If you’ve been skipping fish because of its strong aroma, it might be time to reconsider. According to Dr Kunal Sood, anaesthesiologist and interventional pain medicine specialist, fatty fish such as salmon, sardines, mackerel, and herring are rich in omega-3 fatty acids, which play a crucial role in improving cardiovascular health and reducing inflammation.
In a recent social media post, Dr Sood explained that omega-3s—especially EPA and DHA—support heart health by lowering key inflammation markers and improving blood vessel function. He highlighted that these fatty acids integrate into cell membranes, helping reduce C-reactive protein (CRP), TNF-α, and IL-6, all of which are linked to chronic inflammation and heart disease. Additionally, omega-3s enhance nitric oxide production, improving blood flow and vessel flexibility.
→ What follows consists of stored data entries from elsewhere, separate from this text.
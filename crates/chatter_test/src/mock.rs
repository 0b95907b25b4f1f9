//! A mock upstream agent API.

pub use httpmock::{
    Method::{GET, PATCH, POST},
    Mock, MockServer,
};
use serde_json::Value;

use crate::sse;

pub const AGENT_ID: &str = "agent-test";
pub const API_KEY: &str = "test-key";

/// Path of the upstream conversation-create endpoint.
#[must_use]
pub fn conversations_path() -> String {
    format!("/agents/{AGENT_ID}/conversations")
}

/// Path of the upstream response-create endpoint.
#[must_use]
pub fn response_path(conversation_id: &str) -> String {
    format!("/agents/{AGENT_ID}/conversations/{conversation_id}/response")
}

/// Mount a streaming response for `conversation_id` that emits `payloads`
/// followed by the sentinel.
pub async fn stream_response<'a>(
    server: &'a MockServer,
    conversation_id: &str,
    payloads: &[Value],
) -> Mock<'a> {
    let path = response_path(conversation_id);
    let body = sse::body(payloads);

    server
        .mock_async(|when, then| {
            when.method(POST)
                .path(path)
                .header("authorization", format!("Bearer {API_KEY}"))
                .json_body_partial(r#"{ "stream": true }"#);
            then.status(200)
                .header("content-type", "text/event-stream")
                .body(body);
        })
        .await
}

/// Mount a unary response for `conversation_id`.
pub async fn unary_response<'a>(
    server: &'a MockServer,
    conversation_id: &str,
    status: u16,
    body: Value,
) -> Mock<'a> {
    let path = response_path(conversation_id);

    server
        .mock_async(|when, then| {
            when.method(POST)
                .path(path)
                .json_body_partial(r#"{ "stream": false }"#);
            then.status(status).json_body(body);
        })
        .await
}

/// Mount the conversation-create endpoint.
pub async fn create_conversation(server: &MockServer, status: u16, body: Value) -> Mock<'_> {
    let path = conversations_path();

    server
        .mock_async(|when, then| {
            when.method(POST).path(path);
            then.status(status).json_body(body);
        })
        .await
}
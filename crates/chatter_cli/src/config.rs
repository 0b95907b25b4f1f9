use std::{
    env, fs,
    path::{Path, PathBuf},
    time::Duration,
};

use serde::{Deserialize, Serialize};
use serde_json::{Map, Value};
use tracing::{debug, trace};

use crate::error::{Error, Result};

const DEFAULT_SERVER_PORT: u16 = 4242;
const DEFAULT_SERVER_ADDRESS: &str = "0.0.0.0";
const DEFAULT_CORS_ORIGIN: &str = "http://localhost:3232";
const DEFAULT_API_KEY_ENV: &str = "UPSTREAM_API_KEY";
const DEFAULT_AGENT_ID_ENV: &str = "UPSTREAM_AGENT_ID";
const DEFAULT_RELAY_URL: &str = "http://localhost:4242";

pub(crate) const DEFAULT_CONFIG_PATH: &str = "./chatter.toml";

const DEFAULT_CONFIG_PATHS: &[&str] = &[
    DEFAULT_CONFIG_PATH,
    "./config/chatter.toml",
    "~/.config/chatter.toml",
];

#[derive(Debug, Clone, PartialEq, Serialize, Deserialize)]
#[serde(default)]
pub(crate) struct Config {
    pub server: ServerConfig,
    pub upstream: UpstreamConfig,

    /// Forwarded as the user context of every created conversation.
    pub user_context: Map<String, Value>,

    pub client: ClientConfig,
}

impl Default for Config {
    fn default() -> Self {
        let mut user_context = Map::new();
        user_context.insert("organisationId".to_owned(), Value::from(1));

        Self {
            server: ServerConfig::default(),
            upstream: UpstreamConfig::default(),
            user_context,
            client: ClientConfig::default(),
        }
    }
}

#[derive(Debug, Clone, PartialEq, Serialize, Deserialize)]
#[serde(default)]
pub(crate) struct ServerConfig {
    pub address: String,
    pub port: u16,

    /// The front-end origin allowed to call the relay, or `*`.
    pub cors_origin: String,

    pub environment: Environment,
}

impl Default for ServerConfig {
    fn default() -> Self {
        Self {
            address: DEFAULT_SERVER_ADDRESS.to_owned(),
            port: DEFAULT_SERVER_PORT,
            cors_origin: DEFAULT_CORS_ORIGIN.to_owned(),
            environment: Environment::default(),
        }
    }
}

/// Production hides error details from relay clients.
#[derive(Debug, Default, Clone, Copy, PartialEq, Eq, Serialize, Deserialize)]
#[serde(rename_all = "lowercase")]
pub(crate) enum Environment {
    #[default]
    Development,
    Production,
}

#[derive(Debug, Clone, PartialEq, Serialize, Deserialize)]
#[serde(default)]
pub(crate) struct UpstreamConfig {
    /// Base URL of the upstream agent API.
    pub base_url: String,

    /// Name of the environment variable holding the API key.
    pub api_key_env: String,

    /// Name of the environment variable holding the agent identifier.
    pub agent_id_env: String,

    pub idle_timeout_secs: u64,
    pub max_frame_bytes: usize,
}

impl Default for UpstreamConfig {
    fn default() -> Self {
        Self {
            base_url: String::new(),
            api_key_env: DEFAULT_API_KEY_ENV.to_owned(),
            agent_id_env: DEFAULT_AGENT_ID_ENV.to_owned(),
            idle_timeout_secs: chatter_upstream::DEFAULT_IDLE_TIMEOUT.as_secs(),
            max_frame_bytes: chatter_upstream::DEFAULT_MAX_FRAME_BYTES,
        }
    }
}

impl UpstreamConfig {
    /// Build an upstream client, reading secrets from the environment.
    pub(crate) fn client(&self) -> Result<chatter_upstream::Client> {
        if self.base_url.trim().is_empty() {
            return Err(Error::MissingConfig("upstream.base_url"));
        }

        let api_key = read_env(&self.api_key_env)?;
        let agent_id = read_env(&self.agent_id_env)?;

        Ok(
            chatter_upstream::Client::new(self.base_url.trim(), api_key, agent_id)
                .with_idle_timeout(Duration::from_secs(self.idle_timeout_secs))
                .with_max_frame_bytes(self.max_frame_bytes),
        )
    }
}

#[derive(Debug, Clone, PartialEq, Serialize, Deserialize)]
#[serde(default)]
pub(crate) struct ClientConfig {
    /// Relay used by `chatter ask`.
    pub relay_url: String,

    /// Largest streamed frame accepted from the relay, unbounded if unset.
    #[serde(skip_serializing_if = "Option::is_none")]
    pub max_frame_bytes: Option<usize>,
}

impl Default for ClientConfig {
    fn default() -> Self {
        Self {
            relay_url: DEFAULT_RELAY_URL.to_owned(),
            max_frame_bytes: None,
        }
    }
}

impl Config {
    /// Load the configuration.
    ///
    /// An explicit `path` must exist. Otherwise the first existing default
    /// location is used, falling back to the default configuration.
    pub(crate) fn load(path: Option<&Path>) -> Result<Self> {
        if let Some(path) = path {
            return Self::load_from_file(path);
        }

        let home = env::var("HOME").unwrap_or_default();
        let found = DEFAULT_CONFIG_PATHS
            .iter()
            .map(|path| PathBuf::from(path.replacen('~', &home, 1)))
            .find(|path| path.exists());

        match found {
            Some(path) => Self::load_from_file(&path),
            None => {
                debug!("No config file found, using defaults.");
                Ok(Self::default())
            }
        }
    }

    fn load_from_file(path: &Path) -> Result<Self> {
        trace!(path = %path.display(), "Loading config file.");
        let contents = fs::read_to_string(path).map_err(|error| Error::ReadConfig {
            path: path.to_owned(),
            error,
        })?;

        contents.parse()
    }

    pub(crate) fn save(&self, path: &Path) -> Result<()> {
        let contents = toml::to_string_pretty(self)?;
        fs::write(path, contents)?;

        Ok(())
    }
}

impl std::str::FromStr for Config {
    type Err = Error;

    fn from_str(s: &str) -> Result<Self> {
        toml::from_str(s).map_err(Into::into)
    }
}

fn read_env(name: &str) -> Result<String> {
    env::var(name)
        .ok()
        .filter(|value| !value.trim().is_empty())
        .ok_or_else(|| Error::MissingEnv(name.to_owned()))
}
use std::{io::Write, path::PathBuf};

use tracing::info;

use crate::{
    config::{Config, DEFAULT_CONFIG_PATH},
    error::Result,
};

#[derive(Debug, clap::Args)]
pub(crate) struct Init {
    /// Where to write the configuration file.
    #[arg(default_value = DEFAULT_CONFIG_PATH)]
    path: PathBuf,
}

impl Init {
    pub(crate) fn run(&self, out: &mut impl Write) -> Result<()> {
        info!(path = %self.path.display(), "Writing default config file.");
        Config::default().save(&self.path)?;

        writeln!(out, "Config file written to {}", self.path.display())?;
        Ok(())
    }
}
Dr Sood also noted that consuming omega-3s through natural food sources such as fatty fish is more effective than relying on supplements. Studies have shown that diets rich in fish significantly lower the risk of cardiovascular death and non-fatal heart attacks. He pointed out that across multiple clinical trials, individuals consuming fish regularly saw stronger heart protection compared to those taking fish oil capsules alone.
The doctor recommends eating two to three servings of fatty fish per week to optimise omega-3 intake and support long-term heart health. Regular consumption can also help regulate triglyceride levels and reduce the risk of coronary disease.
Popular options like salmon, sardines, and mackerel are easily available and versatile to cook, making them simple additions to a balanced diet. While supplements can provide support, Dr Sood emphasised that real foods deliver superior results due to the combination of nutrients they contain.
Note: This article is intended for informational purposes and should not replace professional medical advice. Always consult a healthcare provider before making major dietary changes.